And apparently, like Alphabet, it has been trying to expand beyond search…

“And the company is moving aggressively to expand beyond “just” search into the hottest trends in technology, including cloud and data services, artificial intelligence, self-driving cars, online restaurant delivery, mobile payments, facial recognition and more.

“This expansion is driving phenomenal sales and earnings growth.

“The company announced blowout second quarter results. Operating profit jumped 47% year-over-year and earnings surged 98% year-over-year.

“That walloped analyst estimates, posting a stunning 56% earnings surprise.”

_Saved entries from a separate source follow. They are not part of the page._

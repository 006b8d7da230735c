//! Per-signal running state.
//!
//! Three update rules exist:
//! - latest-wins scalars (LCP, INP, FCP, TTFB) overwrite on every sample,
//! - CLS sums shift values that were not caused by recent user input,
//! - collections (LongTask, LoAF) append every sample.
//!
//! Once finalized the value is frozen and later samples are dropped
//! silently; observers routinely fire while a page is unloading.

use serde::Serialize;

use crate::metrics::{ElementRef, MetricSample, MetricValue, SignalKind};

const ENABLE_LOGS: bool = true;

use crate::log_debug;

/// Shift sources kept per counted layout-shift entry.
const MAX_SOURCES_PER_SHIFT: usize = 3;

#[derive(Debug, Clone, PartialEq, Serialize)]
#[serde(rename_all = "camelCase")]
pub struct AccumulatorState {
    pub kind: SignalKind,
    pub current: MetricValue,
    pub finalized: bool,
    pub raw_entries: Vec<MetricSample>,
}

#[derive(Debug, Clone)]
pub struct Accumulator {
    state: AccumulatorState,
    shift_sources: Vec<ElementRef>,
}

impl Accumulator {
    pub fn new(kind: SignalKind) -> Self {
        Self {
            state: AccumulatorState {
                kind,
                current: MetricValue::zero_for(kind),
                finalized: false,
                raw_entries: Vec::new(),
            },
            shift_sources: Vec::new(),
        }
    }

    pub fn kind(&self) -> SignalKind {
        self.state.kind
    }

    pub fn value(&self) -> &MetricValue {
        &self.state.current
    }

    pub fn is_finalized(&self) -> bool {
        self.state.finalized
    }

    pub fn raw_entries(&self) -> &[MetricSample] {
        &self.state.raw_entries
    }

    pub fn has_samples(&self) -> bool {
        !self.state.raw_entries.is_empty()
    }

    /// Element of the most recent sample that carried one.
    pub fn latest_element(&self) -> Option<&ElementRef> {
        self.state
            .raw_entries
            .last()
            .and_then(MetricSample::element)
    }

    /// Layout-shift sources gathered from counted shifts, oldest first.
    pub fn shift_sources(&self) -> &[ElementRef] {
        &self.shift_sources
    }

    pub fn state(&self) -> &AccumulatorState {
        &self.state
    }

    /// Folds one sample into the running value. Returns `false` when the
    /// sample was dropped (late, or addressed to another signal).
    pub fn ingest(&mut self, sample: MetricSample) -> bool {
        if self.state.finalized {
            log_debug!(
                "{} already finalized, dropping late sample at {:.0}ms",
                self.state.kind,
                sample.captured_at_ms
            );
            return false;
        }
        if sample.signal != self.state.kind {
            log_debug!(
                "{} accumulator ignoring sample for {}",
                self.state.kind,
                sample.signal
            );
            return false;
        }

        let value = if sample.value.is_finite() {
            sample.value
        } else {
            0.0
        };

        match (&mut self.state.current, self.state.kind) {
            (MetricValue::Series(values), _) => values.push(value),
            (MetricValue::Scalar(total), SignalKind::Cls) => {
                if !sample.had_recent_input() {
                    *total += value;
                    if let Some(attribution) = &sample.attribution {
                        self.shift_sources.extend(
                            attribution
                                .sources
                                .iter()
                                .take(MAX_SOURCES_PER_SHIFT)
                                .cloned(),
                        );
                    }
                }
            }
            (MetricValue::Scalar(current), _) => *current = value,
        }

        self.state.raw_entries.push(sample);
        true
    }

    /// Freezes the current value. Only the first call has an effect; it
    /// returns `true` so the caller knows to report the final value.
    pub fn finalize(&mut self) -> bool {
        if self.state.finalized {
            return false;
        }
        self.state.finalized = true;
        true
    }
}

Got it? Right, this is Baidu (BIDU), which is often referred to as the “Google of China”, and which is working in a lot of the same areas as Alphabet, from video to self-driving cars to artificial intelligence. And they did blow out their earnings estimate last time out (and have beaten earnings handily each quarter this year, enough so that in just the past few months their 2017 earnings estimate has risen by about 25%, and their 2018 earnings estimate by almost 20%). The past six months or so have been very good for BIDU, which previously had been pretty quiet and slow-moving compared to many of its Chinese internet brothers, so the stock is now pretty richly valued at about 28X next year’s estimated earnings… but that’s arguably not so high for a stock that’s also expected to grow earnings by 30% next year.

Both the valuation and the growth expectations are pretty similar to Facebook, for what it’s worth, though BIDU is much smaller and arguably has a bigger growth runway given the still underpenetrated Chinese internet market and the growth of the Chinese economy versus the rest of the world. BIDU’s a little more richly valued than “rest of world” peer Alphabet, which trades at a forward PE of 25, but not dramatically so — and Alphabet is also likely to be a slower growth name (though, since it’s not confined to a single country like Baidu, likely a lower-risk one).

BIDU does have news coming very, very soon — the company is expected to report its next quarter tomorrow, there’s a summary here of what to expect from the Motley Fool… and here’s Louis Navellier’s Portfolio Grader page on BIDU.

What else?

“The Amazon of China

“More than 500 million Chinese shopped online in 2016.

“And industry analysts expect e-commerce revenue to grow by a compound annual growth rate of 30% a year.

“That’s a huge potential increase in revenue for any company in the space.

“But cracking into the Chinese market is extremely difficult….

“… the Chinese government is currently making a push to redefine the retail market by supporting companies that have both an online and offline presence.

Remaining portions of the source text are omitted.